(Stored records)
----

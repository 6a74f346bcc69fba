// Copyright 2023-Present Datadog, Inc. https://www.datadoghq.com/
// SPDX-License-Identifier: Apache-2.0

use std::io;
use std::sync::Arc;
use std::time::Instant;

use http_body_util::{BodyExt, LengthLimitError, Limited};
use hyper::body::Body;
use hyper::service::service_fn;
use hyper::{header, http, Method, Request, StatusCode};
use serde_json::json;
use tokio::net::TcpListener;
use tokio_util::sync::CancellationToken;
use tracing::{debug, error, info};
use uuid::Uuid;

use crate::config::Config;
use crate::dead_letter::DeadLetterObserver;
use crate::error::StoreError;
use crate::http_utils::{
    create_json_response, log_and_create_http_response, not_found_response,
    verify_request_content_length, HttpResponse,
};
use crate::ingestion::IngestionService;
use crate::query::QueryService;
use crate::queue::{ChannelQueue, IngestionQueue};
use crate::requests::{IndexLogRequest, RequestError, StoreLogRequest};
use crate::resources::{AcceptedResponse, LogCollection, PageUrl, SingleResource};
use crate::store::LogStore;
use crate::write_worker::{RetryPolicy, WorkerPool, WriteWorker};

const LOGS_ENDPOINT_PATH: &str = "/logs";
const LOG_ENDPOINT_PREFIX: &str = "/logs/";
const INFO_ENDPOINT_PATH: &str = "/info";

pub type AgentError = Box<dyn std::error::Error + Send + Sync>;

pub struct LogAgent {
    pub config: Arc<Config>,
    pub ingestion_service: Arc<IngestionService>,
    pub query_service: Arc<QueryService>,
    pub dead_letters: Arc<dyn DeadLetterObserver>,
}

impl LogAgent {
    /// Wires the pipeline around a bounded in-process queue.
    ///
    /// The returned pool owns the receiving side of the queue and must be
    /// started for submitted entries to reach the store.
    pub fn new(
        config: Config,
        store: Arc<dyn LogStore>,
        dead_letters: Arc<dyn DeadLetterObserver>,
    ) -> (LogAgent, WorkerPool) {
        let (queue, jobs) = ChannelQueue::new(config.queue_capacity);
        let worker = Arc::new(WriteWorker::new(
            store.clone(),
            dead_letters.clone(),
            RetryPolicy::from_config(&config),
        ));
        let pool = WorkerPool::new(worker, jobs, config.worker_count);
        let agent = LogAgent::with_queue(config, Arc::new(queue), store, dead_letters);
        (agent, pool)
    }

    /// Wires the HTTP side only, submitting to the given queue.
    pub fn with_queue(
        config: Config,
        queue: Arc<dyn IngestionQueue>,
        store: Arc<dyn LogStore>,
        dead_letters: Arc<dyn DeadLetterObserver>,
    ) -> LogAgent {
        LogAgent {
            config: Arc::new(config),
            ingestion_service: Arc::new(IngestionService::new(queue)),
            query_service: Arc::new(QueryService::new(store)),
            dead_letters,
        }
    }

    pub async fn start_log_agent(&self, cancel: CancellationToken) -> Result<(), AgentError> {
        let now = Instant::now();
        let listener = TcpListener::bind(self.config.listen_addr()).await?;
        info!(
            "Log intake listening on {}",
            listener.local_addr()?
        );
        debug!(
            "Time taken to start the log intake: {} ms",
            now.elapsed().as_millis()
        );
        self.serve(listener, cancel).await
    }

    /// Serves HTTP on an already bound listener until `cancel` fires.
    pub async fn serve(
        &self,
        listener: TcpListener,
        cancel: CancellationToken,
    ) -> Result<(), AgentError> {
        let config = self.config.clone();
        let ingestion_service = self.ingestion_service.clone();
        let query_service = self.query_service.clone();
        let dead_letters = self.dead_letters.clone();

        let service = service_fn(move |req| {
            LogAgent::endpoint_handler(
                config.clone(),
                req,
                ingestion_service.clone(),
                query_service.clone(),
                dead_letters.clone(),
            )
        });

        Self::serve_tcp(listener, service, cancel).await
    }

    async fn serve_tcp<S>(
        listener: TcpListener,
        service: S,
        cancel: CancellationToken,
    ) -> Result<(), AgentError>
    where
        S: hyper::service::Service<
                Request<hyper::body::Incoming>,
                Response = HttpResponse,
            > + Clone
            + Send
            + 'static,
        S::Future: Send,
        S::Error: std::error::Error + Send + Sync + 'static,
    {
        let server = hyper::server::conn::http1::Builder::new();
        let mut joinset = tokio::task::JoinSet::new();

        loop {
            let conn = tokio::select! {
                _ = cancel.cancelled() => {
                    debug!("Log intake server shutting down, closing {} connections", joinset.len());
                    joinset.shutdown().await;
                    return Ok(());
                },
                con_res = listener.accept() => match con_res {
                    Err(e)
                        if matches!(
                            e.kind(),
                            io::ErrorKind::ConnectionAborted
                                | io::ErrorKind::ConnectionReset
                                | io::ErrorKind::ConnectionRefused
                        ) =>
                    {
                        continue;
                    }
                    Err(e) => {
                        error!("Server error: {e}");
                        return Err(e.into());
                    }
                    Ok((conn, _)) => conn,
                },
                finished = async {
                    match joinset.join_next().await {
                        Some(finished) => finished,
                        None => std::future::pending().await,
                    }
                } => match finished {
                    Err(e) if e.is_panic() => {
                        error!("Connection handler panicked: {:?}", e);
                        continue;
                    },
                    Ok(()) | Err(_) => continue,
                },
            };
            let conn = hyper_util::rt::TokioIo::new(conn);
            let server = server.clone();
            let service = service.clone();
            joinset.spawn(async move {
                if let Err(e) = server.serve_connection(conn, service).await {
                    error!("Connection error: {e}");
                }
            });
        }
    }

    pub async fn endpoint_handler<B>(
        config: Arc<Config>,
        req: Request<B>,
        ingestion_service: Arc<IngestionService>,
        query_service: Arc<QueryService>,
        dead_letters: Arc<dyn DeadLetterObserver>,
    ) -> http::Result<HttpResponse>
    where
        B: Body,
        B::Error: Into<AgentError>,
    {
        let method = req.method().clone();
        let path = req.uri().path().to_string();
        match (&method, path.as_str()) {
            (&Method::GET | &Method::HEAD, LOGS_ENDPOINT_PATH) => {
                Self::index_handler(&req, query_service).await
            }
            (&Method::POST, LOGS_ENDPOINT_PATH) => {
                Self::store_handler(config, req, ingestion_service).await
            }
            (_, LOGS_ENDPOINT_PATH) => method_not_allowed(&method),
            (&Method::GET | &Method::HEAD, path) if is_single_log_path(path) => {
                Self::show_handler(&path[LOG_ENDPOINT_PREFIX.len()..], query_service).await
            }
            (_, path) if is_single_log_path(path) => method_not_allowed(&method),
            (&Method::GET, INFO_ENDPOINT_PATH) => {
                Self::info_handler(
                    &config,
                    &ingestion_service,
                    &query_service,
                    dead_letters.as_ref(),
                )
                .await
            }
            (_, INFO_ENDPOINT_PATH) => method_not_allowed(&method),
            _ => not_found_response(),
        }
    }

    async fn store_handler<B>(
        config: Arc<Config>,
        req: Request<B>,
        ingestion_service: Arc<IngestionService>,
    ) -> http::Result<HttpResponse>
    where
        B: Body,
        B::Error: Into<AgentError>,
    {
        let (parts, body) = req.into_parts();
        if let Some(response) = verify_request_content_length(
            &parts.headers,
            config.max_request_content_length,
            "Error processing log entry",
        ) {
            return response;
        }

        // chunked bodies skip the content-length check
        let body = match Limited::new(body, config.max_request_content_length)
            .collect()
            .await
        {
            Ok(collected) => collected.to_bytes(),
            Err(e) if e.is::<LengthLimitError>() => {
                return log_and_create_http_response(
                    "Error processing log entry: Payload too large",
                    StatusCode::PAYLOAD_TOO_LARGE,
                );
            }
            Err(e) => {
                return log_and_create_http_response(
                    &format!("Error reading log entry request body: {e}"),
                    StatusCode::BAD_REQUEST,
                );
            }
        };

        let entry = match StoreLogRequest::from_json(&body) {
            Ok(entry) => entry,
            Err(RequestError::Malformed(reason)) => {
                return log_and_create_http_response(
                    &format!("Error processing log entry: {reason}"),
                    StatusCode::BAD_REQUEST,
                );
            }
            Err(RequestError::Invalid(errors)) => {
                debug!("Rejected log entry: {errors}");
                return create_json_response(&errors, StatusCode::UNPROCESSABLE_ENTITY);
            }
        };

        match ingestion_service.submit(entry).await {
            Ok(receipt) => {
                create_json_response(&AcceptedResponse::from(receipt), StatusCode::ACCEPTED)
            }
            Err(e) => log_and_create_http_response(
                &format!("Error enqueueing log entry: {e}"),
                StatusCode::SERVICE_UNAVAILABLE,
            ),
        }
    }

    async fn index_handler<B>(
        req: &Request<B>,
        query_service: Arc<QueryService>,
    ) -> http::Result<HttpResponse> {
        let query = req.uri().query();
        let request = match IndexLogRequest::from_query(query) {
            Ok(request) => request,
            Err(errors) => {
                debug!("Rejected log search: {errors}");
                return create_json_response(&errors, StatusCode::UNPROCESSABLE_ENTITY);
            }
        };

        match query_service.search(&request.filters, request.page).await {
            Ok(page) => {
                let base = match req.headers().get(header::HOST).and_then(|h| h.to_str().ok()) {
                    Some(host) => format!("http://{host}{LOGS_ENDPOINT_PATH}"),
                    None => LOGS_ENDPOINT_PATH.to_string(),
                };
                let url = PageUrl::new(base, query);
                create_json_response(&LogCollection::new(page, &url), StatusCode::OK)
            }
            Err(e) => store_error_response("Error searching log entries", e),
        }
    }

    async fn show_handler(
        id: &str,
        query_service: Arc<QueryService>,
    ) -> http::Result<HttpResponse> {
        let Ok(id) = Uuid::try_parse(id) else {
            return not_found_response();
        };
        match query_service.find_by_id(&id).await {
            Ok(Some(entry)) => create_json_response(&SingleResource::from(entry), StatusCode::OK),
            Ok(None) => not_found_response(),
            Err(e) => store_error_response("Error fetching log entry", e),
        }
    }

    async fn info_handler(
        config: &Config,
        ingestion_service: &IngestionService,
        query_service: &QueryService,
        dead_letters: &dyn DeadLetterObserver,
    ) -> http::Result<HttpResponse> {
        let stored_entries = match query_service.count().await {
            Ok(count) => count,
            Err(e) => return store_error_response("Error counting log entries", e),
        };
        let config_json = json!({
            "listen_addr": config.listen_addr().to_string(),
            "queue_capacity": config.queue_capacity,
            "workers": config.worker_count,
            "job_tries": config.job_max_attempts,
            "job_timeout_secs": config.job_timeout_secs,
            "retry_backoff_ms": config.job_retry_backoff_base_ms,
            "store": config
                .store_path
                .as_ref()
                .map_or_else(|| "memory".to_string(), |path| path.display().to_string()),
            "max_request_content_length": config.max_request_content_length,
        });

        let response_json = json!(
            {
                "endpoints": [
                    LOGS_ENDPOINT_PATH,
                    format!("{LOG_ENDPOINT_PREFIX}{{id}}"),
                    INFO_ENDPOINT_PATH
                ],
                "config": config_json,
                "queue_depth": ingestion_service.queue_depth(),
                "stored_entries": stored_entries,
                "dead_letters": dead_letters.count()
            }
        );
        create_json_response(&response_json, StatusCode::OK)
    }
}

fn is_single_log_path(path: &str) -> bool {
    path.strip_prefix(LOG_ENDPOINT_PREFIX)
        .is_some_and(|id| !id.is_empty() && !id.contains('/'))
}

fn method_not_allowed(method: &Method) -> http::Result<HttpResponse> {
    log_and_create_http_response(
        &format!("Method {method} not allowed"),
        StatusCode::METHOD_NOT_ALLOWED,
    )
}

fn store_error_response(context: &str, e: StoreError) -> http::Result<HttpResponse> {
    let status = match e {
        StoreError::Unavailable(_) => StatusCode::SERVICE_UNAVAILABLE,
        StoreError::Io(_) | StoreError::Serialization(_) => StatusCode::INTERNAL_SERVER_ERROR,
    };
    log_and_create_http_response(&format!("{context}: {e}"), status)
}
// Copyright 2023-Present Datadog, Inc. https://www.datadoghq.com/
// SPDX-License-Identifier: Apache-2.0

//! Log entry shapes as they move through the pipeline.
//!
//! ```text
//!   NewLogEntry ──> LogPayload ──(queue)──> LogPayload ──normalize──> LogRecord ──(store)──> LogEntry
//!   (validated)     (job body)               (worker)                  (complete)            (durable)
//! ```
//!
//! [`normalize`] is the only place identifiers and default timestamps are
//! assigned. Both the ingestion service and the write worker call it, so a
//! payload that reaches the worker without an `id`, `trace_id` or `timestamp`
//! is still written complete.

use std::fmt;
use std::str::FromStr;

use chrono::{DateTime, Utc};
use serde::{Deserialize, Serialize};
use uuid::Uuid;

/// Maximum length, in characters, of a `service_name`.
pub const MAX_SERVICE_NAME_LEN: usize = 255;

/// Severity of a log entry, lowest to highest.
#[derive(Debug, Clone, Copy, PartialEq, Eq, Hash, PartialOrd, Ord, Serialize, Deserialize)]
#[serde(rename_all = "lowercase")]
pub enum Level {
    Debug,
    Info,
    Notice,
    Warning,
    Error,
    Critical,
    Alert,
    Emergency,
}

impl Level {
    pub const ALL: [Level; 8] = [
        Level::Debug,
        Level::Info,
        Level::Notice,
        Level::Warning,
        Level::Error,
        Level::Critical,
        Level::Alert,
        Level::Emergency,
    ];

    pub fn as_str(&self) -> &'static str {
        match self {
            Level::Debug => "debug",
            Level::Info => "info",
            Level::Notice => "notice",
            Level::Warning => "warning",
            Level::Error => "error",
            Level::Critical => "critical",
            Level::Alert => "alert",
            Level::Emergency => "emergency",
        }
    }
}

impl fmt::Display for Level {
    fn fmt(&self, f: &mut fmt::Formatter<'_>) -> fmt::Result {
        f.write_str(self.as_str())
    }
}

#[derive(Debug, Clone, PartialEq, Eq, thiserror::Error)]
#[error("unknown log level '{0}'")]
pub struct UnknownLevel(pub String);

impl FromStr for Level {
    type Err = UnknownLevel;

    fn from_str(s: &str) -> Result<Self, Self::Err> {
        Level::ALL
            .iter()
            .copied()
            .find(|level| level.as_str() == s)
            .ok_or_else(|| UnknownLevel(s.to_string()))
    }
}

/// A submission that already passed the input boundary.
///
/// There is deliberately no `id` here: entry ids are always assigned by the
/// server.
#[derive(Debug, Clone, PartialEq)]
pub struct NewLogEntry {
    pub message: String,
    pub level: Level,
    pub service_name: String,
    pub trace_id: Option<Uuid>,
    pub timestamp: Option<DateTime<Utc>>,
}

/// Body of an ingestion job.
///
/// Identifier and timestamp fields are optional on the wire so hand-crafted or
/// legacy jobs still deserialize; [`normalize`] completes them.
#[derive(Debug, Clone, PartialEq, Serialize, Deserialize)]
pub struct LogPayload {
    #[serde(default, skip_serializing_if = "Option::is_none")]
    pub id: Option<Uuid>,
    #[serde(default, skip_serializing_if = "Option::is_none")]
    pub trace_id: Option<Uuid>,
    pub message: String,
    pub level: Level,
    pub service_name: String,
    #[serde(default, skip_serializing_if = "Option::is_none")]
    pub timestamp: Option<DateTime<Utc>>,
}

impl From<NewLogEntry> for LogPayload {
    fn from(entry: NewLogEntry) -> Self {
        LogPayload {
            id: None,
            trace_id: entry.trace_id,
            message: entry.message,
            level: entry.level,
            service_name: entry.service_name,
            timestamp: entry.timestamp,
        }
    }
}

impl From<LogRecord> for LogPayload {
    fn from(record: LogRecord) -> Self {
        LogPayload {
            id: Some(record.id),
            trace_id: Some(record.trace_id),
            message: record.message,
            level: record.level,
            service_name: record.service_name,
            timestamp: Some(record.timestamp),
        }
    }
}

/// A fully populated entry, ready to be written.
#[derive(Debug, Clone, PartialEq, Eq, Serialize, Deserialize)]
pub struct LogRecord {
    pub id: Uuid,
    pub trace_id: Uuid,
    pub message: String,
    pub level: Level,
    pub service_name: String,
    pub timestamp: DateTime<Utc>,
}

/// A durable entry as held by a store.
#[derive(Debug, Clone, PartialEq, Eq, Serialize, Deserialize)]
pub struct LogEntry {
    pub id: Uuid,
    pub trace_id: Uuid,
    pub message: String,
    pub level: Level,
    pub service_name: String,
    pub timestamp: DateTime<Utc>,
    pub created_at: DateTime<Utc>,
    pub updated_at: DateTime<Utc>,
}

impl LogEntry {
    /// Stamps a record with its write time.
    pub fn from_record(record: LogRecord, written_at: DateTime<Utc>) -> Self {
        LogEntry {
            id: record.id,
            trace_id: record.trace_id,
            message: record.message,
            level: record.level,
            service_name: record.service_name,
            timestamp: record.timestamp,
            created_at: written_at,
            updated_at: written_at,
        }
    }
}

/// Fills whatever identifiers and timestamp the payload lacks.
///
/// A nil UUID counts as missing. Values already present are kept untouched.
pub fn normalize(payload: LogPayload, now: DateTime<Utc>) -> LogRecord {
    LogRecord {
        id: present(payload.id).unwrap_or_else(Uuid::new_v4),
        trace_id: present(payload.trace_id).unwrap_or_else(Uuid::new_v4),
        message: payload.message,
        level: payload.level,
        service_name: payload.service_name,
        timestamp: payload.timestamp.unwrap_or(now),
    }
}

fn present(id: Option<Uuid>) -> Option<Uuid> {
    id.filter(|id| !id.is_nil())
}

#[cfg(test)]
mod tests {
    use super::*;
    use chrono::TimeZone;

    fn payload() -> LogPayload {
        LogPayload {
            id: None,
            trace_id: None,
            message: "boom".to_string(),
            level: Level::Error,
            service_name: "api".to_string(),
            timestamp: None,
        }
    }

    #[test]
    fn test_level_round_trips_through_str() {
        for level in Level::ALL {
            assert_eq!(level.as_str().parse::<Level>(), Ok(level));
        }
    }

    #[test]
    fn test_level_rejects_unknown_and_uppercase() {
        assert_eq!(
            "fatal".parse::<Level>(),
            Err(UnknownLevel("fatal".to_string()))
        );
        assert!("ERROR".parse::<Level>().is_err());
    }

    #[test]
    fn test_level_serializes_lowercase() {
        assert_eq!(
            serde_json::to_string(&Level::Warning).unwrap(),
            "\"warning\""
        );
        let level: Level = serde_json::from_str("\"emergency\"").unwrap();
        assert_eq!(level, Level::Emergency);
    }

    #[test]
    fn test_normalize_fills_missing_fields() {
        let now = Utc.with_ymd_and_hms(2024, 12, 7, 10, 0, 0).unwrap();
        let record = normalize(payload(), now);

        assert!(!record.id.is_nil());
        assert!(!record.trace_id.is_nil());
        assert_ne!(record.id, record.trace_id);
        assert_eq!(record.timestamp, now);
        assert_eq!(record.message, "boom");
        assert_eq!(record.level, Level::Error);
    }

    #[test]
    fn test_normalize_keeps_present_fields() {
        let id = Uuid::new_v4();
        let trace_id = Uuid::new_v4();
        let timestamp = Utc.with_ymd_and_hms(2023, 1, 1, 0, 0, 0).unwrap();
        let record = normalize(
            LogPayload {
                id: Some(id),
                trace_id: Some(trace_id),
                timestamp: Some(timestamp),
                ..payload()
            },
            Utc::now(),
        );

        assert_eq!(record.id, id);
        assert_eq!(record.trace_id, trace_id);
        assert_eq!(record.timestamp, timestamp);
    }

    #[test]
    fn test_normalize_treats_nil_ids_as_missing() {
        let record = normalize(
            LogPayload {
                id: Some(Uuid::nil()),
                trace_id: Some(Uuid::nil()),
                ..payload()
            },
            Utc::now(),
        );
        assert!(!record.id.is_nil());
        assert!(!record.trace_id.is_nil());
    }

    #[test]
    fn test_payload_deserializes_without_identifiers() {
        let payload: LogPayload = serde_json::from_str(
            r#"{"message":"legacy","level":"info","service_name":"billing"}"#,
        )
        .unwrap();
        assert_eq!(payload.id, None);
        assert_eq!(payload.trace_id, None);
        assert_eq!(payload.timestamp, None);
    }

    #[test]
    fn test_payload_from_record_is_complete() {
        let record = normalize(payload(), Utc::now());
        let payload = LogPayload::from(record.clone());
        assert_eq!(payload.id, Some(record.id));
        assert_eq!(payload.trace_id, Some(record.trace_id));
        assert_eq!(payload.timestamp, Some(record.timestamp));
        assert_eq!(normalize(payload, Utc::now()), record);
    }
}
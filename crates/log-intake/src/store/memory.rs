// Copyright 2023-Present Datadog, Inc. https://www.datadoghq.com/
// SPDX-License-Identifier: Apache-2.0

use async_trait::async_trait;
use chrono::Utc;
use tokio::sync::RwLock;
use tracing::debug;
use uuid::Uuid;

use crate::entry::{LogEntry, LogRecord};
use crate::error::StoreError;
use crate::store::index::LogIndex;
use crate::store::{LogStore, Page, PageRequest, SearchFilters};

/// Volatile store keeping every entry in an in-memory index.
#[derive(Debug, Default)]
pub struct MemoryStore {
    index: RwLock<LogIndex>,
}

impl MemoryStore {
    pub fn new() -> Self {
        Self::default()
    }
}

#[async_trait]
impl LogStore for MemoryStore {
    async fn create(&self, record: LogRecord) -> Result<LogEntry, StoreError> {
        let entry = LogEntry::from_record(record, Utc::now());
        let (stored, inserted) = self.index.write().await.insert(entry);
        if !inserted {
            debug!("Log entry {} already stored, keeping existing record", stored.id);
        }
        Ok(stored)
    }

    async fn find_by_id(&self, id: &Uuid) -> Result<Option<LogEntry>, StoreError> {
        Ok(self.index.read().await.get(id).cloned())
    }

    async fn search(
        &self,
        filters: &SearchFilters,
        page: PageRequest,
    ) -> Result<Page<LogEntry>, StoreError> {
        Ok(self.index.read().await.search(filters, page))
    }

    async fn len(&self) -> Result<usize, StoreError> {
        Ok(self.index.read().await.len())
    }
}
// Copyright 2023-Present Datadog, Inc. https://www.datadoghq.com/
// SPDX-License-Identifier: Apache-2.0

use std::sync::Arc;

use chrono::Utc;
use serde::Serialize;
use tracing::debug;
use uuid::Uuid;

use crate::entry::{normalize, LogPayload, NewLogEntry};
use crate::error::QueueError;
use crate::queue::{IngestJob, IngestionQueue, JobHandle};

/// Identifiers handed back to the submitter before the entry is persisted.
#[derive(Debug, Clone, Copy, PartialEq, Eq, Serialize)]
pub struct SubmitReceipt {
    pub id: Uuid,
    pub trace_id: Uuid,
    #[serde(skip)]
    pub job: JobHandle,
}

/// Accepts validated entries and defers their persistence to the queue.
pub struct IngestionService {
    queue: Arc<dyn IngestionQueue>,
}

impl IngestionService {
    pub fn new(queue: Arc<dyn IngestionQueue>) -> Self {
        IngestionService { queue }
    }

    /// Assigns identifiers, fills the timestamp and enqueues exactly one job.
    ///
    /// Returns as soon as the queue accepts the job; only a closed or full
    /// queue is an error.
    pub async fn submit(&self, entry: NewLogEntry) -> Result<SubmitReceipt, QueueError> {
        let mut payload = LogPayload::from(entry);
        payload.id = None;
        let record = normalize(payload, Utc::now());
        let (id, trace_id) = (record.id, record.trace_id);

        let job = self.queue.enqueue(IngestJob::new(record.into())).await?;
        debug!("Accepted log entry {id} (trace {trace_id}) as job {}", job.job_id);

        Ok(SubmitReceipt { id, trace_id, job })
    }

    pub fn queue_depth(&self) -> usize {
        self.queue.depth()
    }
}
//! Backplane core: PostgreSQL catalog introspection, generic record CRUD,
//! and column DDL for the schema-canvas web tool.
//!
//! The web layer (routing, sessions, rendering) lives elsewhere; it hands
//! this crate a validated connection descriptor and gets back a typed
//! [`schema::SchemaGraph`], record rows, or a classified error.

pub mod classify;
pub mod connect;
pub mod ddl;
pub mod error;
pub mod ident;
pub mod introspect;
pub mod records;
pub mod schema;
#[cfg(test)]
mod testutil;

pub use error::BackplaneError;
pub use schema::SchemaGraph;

----

Directions for this task.
Tally up the lines in the data that hold the word "Send". Only the total should be given.

Response to this exercise.
4